Segment Start: Excerpted records

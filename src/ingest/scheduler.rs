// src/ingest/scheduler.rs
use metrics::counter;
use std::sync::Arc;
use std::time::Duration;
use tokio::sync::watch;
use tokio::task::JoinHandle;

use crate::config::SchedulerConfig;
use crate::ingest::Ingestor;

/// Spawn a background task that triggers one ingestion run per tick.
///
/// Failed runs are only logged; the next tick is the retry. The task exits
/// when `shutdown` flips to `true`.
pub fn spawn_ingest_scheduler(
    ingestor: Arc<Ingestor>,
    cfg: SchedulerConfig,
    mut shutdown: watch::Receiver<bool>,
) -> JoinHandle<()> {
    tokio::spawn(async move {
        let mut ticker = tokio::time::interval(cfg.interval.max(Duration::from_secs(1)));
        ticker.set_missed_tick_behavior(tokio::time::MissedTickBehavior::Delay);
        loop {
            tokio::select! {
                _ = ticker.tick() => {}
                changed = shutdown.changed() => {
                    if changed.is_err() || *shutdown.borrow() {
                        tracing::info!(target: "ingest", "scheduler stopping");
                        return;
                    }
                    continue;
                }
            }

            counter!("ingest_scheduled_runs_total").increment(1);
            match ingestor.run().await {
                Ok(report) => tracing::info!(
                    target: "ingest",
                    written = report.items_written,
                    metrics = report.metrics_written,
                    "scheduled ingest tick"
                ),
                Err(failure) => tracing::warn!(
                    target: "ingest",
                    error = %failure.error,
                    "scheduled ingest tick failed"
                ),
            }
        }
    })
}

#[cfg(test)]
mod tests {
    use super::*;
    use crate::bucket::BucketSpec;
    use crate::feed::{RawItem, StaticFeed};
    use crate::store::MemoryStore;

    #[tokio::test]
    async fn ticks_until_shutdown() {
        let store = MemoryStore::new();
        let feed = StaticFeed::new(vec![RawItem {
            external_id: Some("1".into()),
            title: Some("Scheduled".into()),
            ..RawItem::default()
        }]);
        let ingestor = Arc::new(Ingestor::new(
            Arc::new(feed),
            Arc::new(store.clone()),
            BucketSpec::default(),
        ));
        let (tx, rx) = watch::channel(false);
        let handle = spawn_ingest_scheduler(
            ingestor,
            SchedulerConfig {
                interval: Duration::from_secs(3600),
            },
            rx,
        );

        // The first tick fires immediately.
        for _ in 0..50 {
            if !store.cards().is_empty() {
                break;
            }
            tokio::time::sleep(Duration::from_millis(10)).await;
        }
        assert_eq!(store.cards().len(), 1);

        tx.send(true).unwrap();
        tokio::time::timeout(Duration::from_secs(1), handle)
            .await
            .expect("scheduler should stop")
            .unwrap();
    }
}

Segment End: Excerpted records

Instructions to follow ::
Pick out the lines above that hold the string "MemoryStore" and show them.

Result ::
    use crate::store::MemoryStore;
        let store = MemoryStore::new();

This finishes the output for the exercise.